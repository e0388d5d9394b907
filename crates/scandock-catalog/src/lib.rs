// SPDX-License-Identifier: PMPL-1.0-or-later
// Copyright (c) 2026 Jonathan D.A. Jewell (hyperpolymath) <jonathan.jewell@open.ac.uk>
//
// scandock-catalog — Where saved scans live.
//
// The catalog records every persisted scan and its ordered pages in SQLite.
// Page artifacts themselves stay on disk and are fingerprinted with SHA-256
// so a reload can detect files changed behind the app's back.

pub mod catalog;
pub mod integrity;
pub mod store;

pub use catalog::ScanCatalog;
pub use integrity::{hash_bytes, verify_hash};
pub use store::ScanStore;
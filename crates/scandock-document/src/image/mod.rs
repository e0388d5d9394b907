// SPDX-License-Identifier: PMPL-1.0-or-later
// Copyright (c) 2026 Jonathan D.A. Jewell (hyperpolymath) <jonathan.jewell@open.ac.uk>
//
// Image module — codec, display rotation, and crop geometry.

pub mod crop;
pub mod processor;

pub use processor::ImageProcessor;

/// In-memory RGBA raster. Every page raster in ScanDock is one of these.
pub type Raster = ::image::RgbaImage;
// SPDX-License-Identifier: PMPL-1.0-or-later
// Copyright (c) 2026 Jonathan D.A. Jewell (hyperpolymath) <jonathan.jewell@open.ac.uk>
//
// Service layer — wires the catalog, artifact store and editor together for
// the command-line front end.

pub mod app_services;
pub mod data_dir;
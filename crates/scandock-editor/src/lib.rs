// SPDX-License-Identifier: PMPL-1.0-or-later
// Copyright (c) 2026 Jonathan D.A. Jewell (hyperpolymath) <jonathan.jewell@open.ac.uk>
//
// scandock-editor — The page-editing pipeline.
//
// Owns the in-memory pages of the scan being edited, folds camera captures
// into them, recomputes edited rasters off the interactive thread, and saves
// the whole set as one unit (page PNGs, merged PDF, catalog rows).

pub mod cancel;
pub mod capture;
pub mod collection;
pub mod page;
pub mod persist;
pub mod session;

pub use cancel::CancellationToken;
pub use capture::{CaptureGuard, CaptureState, fold_capture};
pub use collection::{PageCollection, RecomputeJob, RecomputeOutcome};
pub use page::Page;
pub use persist::{
    ArtifactStore, DocumentBuilder, FsArtifactStore, SaveOutcome, SavePage, SaveTransaction,
    load_scan,
};
pub use session::{EditorEvent, EditorSession};
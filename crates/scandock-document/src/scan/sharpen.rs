// SPDX-License-Identifier: PMPL-1.0-or-later
// Copyright (c) 2026 Jonathan D.A. Jewell (hyperpolymath) <jonathan.jewell@open.ac.uk>
//
// Fast sharpen: half-resolution 3x3 convolution, scaled back up.

use image::RgbaImage;
use image::imageops::{self, FilterType};
use tracing::{debug, instrument};

/// Weight of the kernel centre for a given strength.
pub fn kernel_center(strength: f32) -> f32 {
    5.0 + 2.0 * strength
}

/// Sharpen `raster`, returning a new raster of the same size.
///
/// A strength that is not strictly positive (including NaN) returns an exact
/// copy without resampling.
#[instrument(skip(raster), fields(width = raster.width(), height = raster.height()))]
pub fn sharpen(raster: &RgbaImage, strength: f32) -> RgbaImage {
    let (width, height) = raster.dimensions();
    if !(strength > 0.0) || width == 0 || height == 0 {
        return raster.clone();
    }

    let small_w = ((width as f32 * 0.5) as u32).max(1);
    let small_h = ((height as f32 * 0.5) as u32).max(1);
    debug!(small_w, small_h, strength, "Sharpening at half resolution");

    let small = imageops::resize(raster, small_w, small_h, FilterType::Triangle);
    let center = kernel_center(strength);
    let kernel = [0.0, -1.0, 0.0, -1.0, center, -1.0, 0.0, -1.0, 0.0];
    let sharpened = convolve3x3(&small, &kernel);

    imageops::resize(&sharpened, width, height, FilterType::Triangle)
}

/// Convolve the colour channels with a 3x3 kernel (row-major).
///
/// Pixels on the outermost ring have no full neighbourhood and are copied
/// unchanged. Results are clamped to [0, 255] and truncated. Alpha is kept.
pub fn convolve3x3(src: &RgbaImage, kernel: &[f32; 9]) -> RgbaImage {
    let (width, height) = src.dimensions();
    let mut out = src.clone();
    if width < 3 || height < 3 {
        return out;
    }

    for y in 1..height - 1 {
        for x in 1..width - 1 {
            let mut acc = [0.0f32; 3];
            for ky in 0..3u32 {
                for kx in 0..3u32 {
                    let weight = kernel[(ky * 3 + kx) as usize];
                    if weight == 0.0 {
                        continue;
                    }
                    let px = src.get_pixel(x + kx - 1, y + ky - 1).0;
                    for (channel, sum) in acc.iter_mut().enumerate() {
                        *sum += px[channel] as f32 * weight;
                    }
                }
            }
            let alpha = src.get_pixel(x, y).0[3];
            out.get_pixel_mut(x, y).0 = [
                acc[0].clamp(0.0, 255.0) as u8,
                acc[1].clamp(0.0, 255.0) as u8,
                acc[2].clamp(0.0, 255.0) as u8,
                alpha,
            ];
        }
    }
    out
}
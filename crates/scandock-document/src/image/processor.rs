// SPDX-License-Identifier: PMPL-1.0-or-later
// Copyright (c) 2026 Jonathan D.A. Jewell (hyperpolymath) <jonathan.jewell@open.ac.uk>
//
// Image processor — decode captured photos into page rasters, encode page
// artifacts as lossless PNG, and render rotated display previews. Rotation
// never touches a page's stored raster; it only exists in previews.

use image::{DynamicImage, ImageFormat, RgbaImage};
use imageproc::geometric_transformations::{self, Interpolation};
use scandock_core::error::ScandockError;
use tracing::{debug, info, instrument};

/// Image processing wrapper around a single RGBA raster.
///
/// Operations consume `self` and return a new `ImageProcessor`, enabling
/// method chaining:
///
/// ```ignore
/// let preview = ImageProcessor::from_rgba(page.current().clone())
///     .rotate(page.edits().rotation)
///     .into_rgba();
/// ```
pub struct ImageProcessor {
    /// The current working image, always RGBA8.
    image: RgbaImage,
}

impl ImageProcessor {
    // -- Construction ---------------------------------------------------------

    /// Load an image from a file path.
    #[instrument(skip_all, fields(path = %path.as_ref().display()))]
    pub fn open(path: impl AsRef<std::path::Path>) -> Result<Self, ScandockError> {
        let img = image::open(path.as_ref()).map_err(|err| {
            ScandockError::ImageError(format!(
                "failed to open {}: {}",
                path.as_ref().display(),
                err
            ))
        })?;
        info!(width = img.width(), height = img.height(), "Image loaded");
        Ok(Self {
            image: img.to_rgba8(),
        })
    }

    /// Create a processor from encoded bytes (JPEG from the camera, PNG
    /// artifacts, ...).
    #[instrument(skip(data), fields(data_len = data.len()))]
    pub fn from_bytes(data: &[u8]) -> Result<Self, ScandockError> {
        let img = image::load_from_memory(data).map_err(|err| {
            ScandockError::ImageError(format!("failed to decode image: {}", err))
        })?;
        debug!(
            width = img.width(),
            height = img.height(),
            "Image decoded from bytes"
        );
        Ok(Self {
            image: img.to_rgba8(),
        })
    }

    /// Wrap an already-decoded raster.
    pub fn from_rgba(image: RgbaImage) -> Self {
        Self { image }
    }

    // -- Accessors ------------------------------------------------------------

    pub fn width(&self) -> u32 {
        self.image.width()
    }

    pub fn height(&self) -> u32 {
        self.image.height()
    }

    pub fn as_rgba(&self) -> &RgbaImage {
        &self.image
    }

    pub fn into_rgba(self) -> RgbaImage {
        self.image
    }

    // -- Display transforms ---------------------------------------------------

    /// Rotate the image by an arbitrary angle in degrees (clockwise).
    ///
    /// Multiples of 90 use lossless rotation. Other angles go through an
    /// affine transformation with bilinear interpolation; the canvas keeps
    /// its size and uncovered pixels are transparent.
    #[instrument(skip(self), fields(degrees))]
    pub fn rotate(self, degrees: f32) -> Self {
        let normalised = degrees.rem_euclid(360.0);
        debug!(degrees, normalised, "Rotating image");

        if normalised.abs() < 0.01 || (normalised - 360.0).abs() < 0.01 {
            return self;
        }
        if (normalised - 90.0).abs() < 0.01 {
            return Self {
                image: image::imageops::rotate90(&self.image),
            };
        }
        if (normalised - 180.0).abs() < 0.01 {
            return Self {
                image: image::imageops::rotate180(&self.image),
            };
        }
        if (normalised - 270.0).abs() < 0.01 {
            return Self {
                image: image::imageops::rotate270(&self.image),
            };
        }

        let radians = normalised.to_radians();
        let default_pixel = image::Rgba([255u8, 255, 255, 0]);
        let rotated = geometric_transformations::rotate_about_center(
            &self.image,
            radians,
            Interpolation::Bilinear,
            default_pixel,
        );
        Self { image: rotated }
    }

    // -- Output ---------------------------------------------------------------

    /// Encode the current image as PNG bytes (lossless).
    pub fn to_png_bytes(&self) -> Result<Vec<u8>, ScandockError> {
        encode_to_format(&self.image, ImageFormat::Png)
    }

    /// Write the image to a file. The format is inferred from the extension.
    pub fn save(&self, path: impl AsRef<std::path::Path>) -> Result<(), ScandockError> {
        self.image.save(path.as_ref()).map_err(|err| {
            ScandockError::ImageError(format!(
                "failed to save image to {}: {}",
                path.as_ref().display(),
                err
            ))
        })
    }
}

/// Render a page raster for display with its accumulated rotation applied.
pub fn rotated_preview(raster: &RgbaImage, degrees: f32) -> RgbaImage {
    ImageProcessor::from_rgba(raster.clone())
        .rotate(degrees)
        .into_rgba()
}

/// Encode a raster into the specified format, returning the raw bytes.
fn encode_to_format(image: &RgbaImage, format: ImageFormat) -> Result<Vec<u8>, ScandockError> {
    let mut buffer = Vec::new();
    let mut cursor = std::io::Cursor::new(&mut buffer);
    DynamicImage::ImageRgba8(image.clone())
        .write_to(&mut cursor, format)
        .map_err(|err| ScandockError::ImageError(format!("image encoding failed: {}", err)))?;
    Ok(buffer)
}
// SPDX-License-Identifier: PMPL-1.0-or-later
// Copyright (c) 2026 Jonathan D.A. Jewell (hyperpolymath) <jonathan.jewell@open.ac.uk>
//
// Criterion benchmarks for the page render pipeline and crop extraction on a
// phone-photo-sized synthetic page.

use criterion::{Criterion, black_box, criterion_group, criterion_main};
use image::{Rgba, RgbaImage};

use scandock_core::{EditParams, EnhanceMode, FilterMode};
use scandock_document::image::crop::{compute_display_rect, crop_to_image};
use scandock_document::{Rect, Size, render};

// ---------------------------------------------------------------------------
// Fixtures
// ---------------------------------------------------------------------------

/// Off-white page with dark "text" stripes, 1200x1600.
fn synthetic_page() -> RgbaImage {
    RgbaImage::from_fn(1200, 1600, |x, y| {
        if y % 40 < 6 && (100..1100).contains(&x) {
            Rgba([35, 30, 40, 255])
        } else {
            Rgba([228, 222, 205, 255])
        }
    })
}

// ---------------------------------------------------------------------------
// Benchmarks
// ---------------------------------------------------------------------------

fn bench_render(c: &mut Criterion) {
    let page = synthetic_page();
    let cases = [
        (
            "render doc_boost+bw",
            EditParams {
                enhance: EnhanceMode::DocBoost,
                filter: FilterMode::BlackAndWhite,
                ..EditParams::default()
            },
        ),
        (
            "render sharpen 1.5",
            EditParams {
                enhance: EnhanceMode::Sharpen,
                sharpness: 1.5,
                ..EditParams::default()
            },
        ),
        (
            "render contrast 1.4+warm",
            EditParams {
                enhance: EnhanceMode::Contrast,
                filter: FilterMode::Warm,
                contrast: 1.4,
                ..EditParams::default()
            },
        ),
    ];

    for (name, params) in cases {
        c.bench_function(name, |b| {
            b.iter(|| black_box(render(black_box(&page), &params)));
        });
    }
}

fn bench_crop(c: &mut Criterion) {
    let page = synthetic_page();
    let display = compute_display_rect(page.width(), page.height(), Size::new(1080.0, 1920.0));
    let crop = Rect::new(200.0, 300.0, 800.0, 900.0);

    c.bench_function("crop_to_image (1200x1600)", |b| {
        b.iter(|| black_box(crop_to_image(black_box(&page), &crop, &display)));
    });
}

criterion_group!(benches, bench_render, bench_crop);
criterion_main!(benches);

☆ ☆ ☆ ☆

- [EXERCISE REQUIREMENTS]: The string "normalised" may occur in the listing; show every line where it does.

- [SOLVED EXERCISE]:
        let normalised = degrees.rem_euclid(360.0);
        debug!(degrees, normalised, "Rotating image");
        if normalised.abs() < 0.01 || (normalised - 360.0).abs() < 0.01 {
        if (normalised - 90.0).abs() < 0.01 {
        if (normalised - 180.0).abs() < 0.01 {
        if (normalised - 270.0).abs() < 0.01 {
        let radians = normalised.to_radians();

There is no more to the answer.